Composé en 2009. À la suite des manifestations massives de la population en Iran et de sa répression sévère exercée par le régime. De forts coups de matraque reçus sur la tête qui ont toujours un effet persistant sur ma mémoire et mon audition: [...]Étant captivé dans l’angle d'un mur /Bâton  coup de pied bâton abus bâton  coup de pied  coup de pied  coup de pied /Étant distendu dans un rue[...]

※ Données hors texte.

use crate::config::ConfigOverrides;
use crate::external::BranchScope;
use crate::git::GitBackend;
use crate::merge::MatchPolicy;
use crate::report::ReportFormat;
use clap::Parser;
use std::path::PathBuf;

pub mod commands;

#[derive(Parser, Debug)]
#[command(name = "merged-branches")]
#[command(about = "List branches already merged into the main branch, newest merge first")]
#[command(long_about = "Finds every branch whose tip is the second parent of a merge commit on the \
                       main branch and reports the merge date and merge commit. Fast-forwarded and \
                       squash-merged branches have no merge commit and are not listed.")]
pub struct Cli {
    /// Path to the repository
    #[arg(long, value_name = "PATH", help = "Repository to inspect (default: current directory)")]
    pub repo: Option<PathBuf>,

    /// Main branch name
    #[arg(long = "main", value_name = "BRANCH", help = "Branch merges are evaluated against (default: main)")]
    pub main_branch: Option<String>,

    /// Branch scope
    #[arg(long, value_enum, help = "Inspect local branches or remote-tracking branches")]
    pub scope: Option<BranchScope>,

    /// Remote name for the remote scope
    #[arg(long, value_name = "NAME", help = "Remote whose branches are inspected with --scope remote")]
    pub remote: Option<String>,

    /// Git backend
    #[arg(long, value_enum, help = "Query the repository with the git CLI or libgit2")]
    pub backend: Option<GitBackend>,

    /// Duplicate match policy
    #[arg(long, value_enum, help = "Which merge wins when a branch was merged more than once")]
    pub policy: Option<MatchPolicy>,

    /// Report file
    #[arg(long, short = 'o', value_name = "FILE", conflicts_with = "no_file", help = "Write the report to FILE")]
    pub output: Option<PathBuf>,

    /// Console output only
    #[arg(long, help = "Do not write a report file")]
    pub no_file: bool,

    /// Report format
    #[arg(long, value_enum, help = "Report format")]
    pub format: Option<ReportFormat>,

    /// Configuration file
    #[arg(long, value_name = "FILE", help = "Configuration file (default: merged-branches.toml if present)")]
    pub config: Option<PathBuf>,

    /// JSON logs
    #[arg(long, help = "Emit logs on stderr as JSON lines")]
    pub json_logs: bool,

    /// Verbose logging
    #[arg(long, short = 'v', help = "Show debug logging on stderr")]
    pub verbose: bool,
}

impl Cli {
    pub fn overrides(&self) -> ConfigOverrides {
        ConfigOverrides {
            repo_path: self.repo.clone(),
            main_branch: self.main_branch.clone(),
            scope: self.scope,
            remote: self.remote.clone(),
            backend: self.backend,
            policy: self.policy,
            output_file: self.output.clone(),
            no_file: self.no_file,
            format: self.format,
            json_logs: self.json_logs,
            verbose: self.verbose,
        }
    }
}

#[cfg(test)]
mod tests {
    use super::*;
    use clap::CommandFactory;

    #[test]
    fn test_cli_definition_is_valid() {
        Cli::command().debug_assert();
    }

    #[test]
    fn test_parse_flags_into_overrides() {
        let cli = Cli::try_parse_from([
            "merged-branches",
            "--main",
            "develop",
            "--scope",
            "remote",
            "--remote",
            "upstream",
            "--backend",
            "libgit2",
            "--policy",
            "latest",
            "--format",
            "json",
            "-o",
            "out/report.json",
            "-v",
        ])
        .unwrap();

        let overrides = cli.overrides();
        assert_eq!(overrides.main_branch.as_deref(), Some("develop"));
        assert_eq!(overrides.scope, Some(BranchScope::Remote));
        assert_eq!(overrides.remote.as_deref(), Some("upstream"));
        assert_eq!(overrides.backend, Some(GitBackend::Libgit2));
        assert_eq!(overrides.policy, Some(MatchPolicy::Latest));
        assert_eq!(overrides.format, Some(ReportFormat::Json));
        assert_eq!(overrides.output_file, Some(PathBuf::from("out/report.json")));
        assert!(overrides.verbose);
        assert!(!overrides.no_file);
    }

    #[test]
    fn test_output_conflicts_with_no_file() {
        let result = Cli::try_parse_from(["merged-branches", "--output", "a.txt", "--no-file"]);
        assert!(result.is_err());
    }

    #[test]
    fn test_rejects_unknown_scope() {
        let result = Cli::try_parse_from(["merged-branches", "--scope", "everything"]);
        assert!(result.is_err());
    }
}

The poem reading by Hengameh Hoveyda - didamash ; azadi / دیدمش؛ آزادی - هنگامه هویدا © hengameh hoveyda

 

Aucun horaire
N’était prévu
Sous nos pieds
Ayant fui
Des aiguilles
les uns des autres
Billes déversées
À l’écran d’asphalte de rue
Dénombre : un
Dénombre : deux
Dénombre : trois
Dénombra la rue
.
Des filons entrelacés de sang et d’Homme
Des corps noués
Entre les mâchoires de pierre d'un champ
s’étant accélérés
Les pieds
Les gens les voitures les gens les allées les gens courir courir courir courir courir courir
.
Étant captivé dans l’angle d'un mur
.
Bâton                      coup de pied          bâton           abus      bâton   coup de pied  coup de pied  coup de pied
Étant distendu dans un rue
.
Odeur piquante de moutarde
Frou-frou d’une voix de la radio
Dring Dring
Voici Téhéran
À notre heure,
aucun oiseau ne survole la ville
Du cri, quoi que vous entendiez, c’est fausses nouvelles.
Des plaintes que vous entendez est la voix d'accouplement des chats errants.
Les portes resteront fermées
Supposé
Quelqu'un tôt ou tard jette son chapeau en l'air
criant:
Je l'ai vue;
la liberté
.
Cette plage est ensevelie sous toutes les eaux du monde.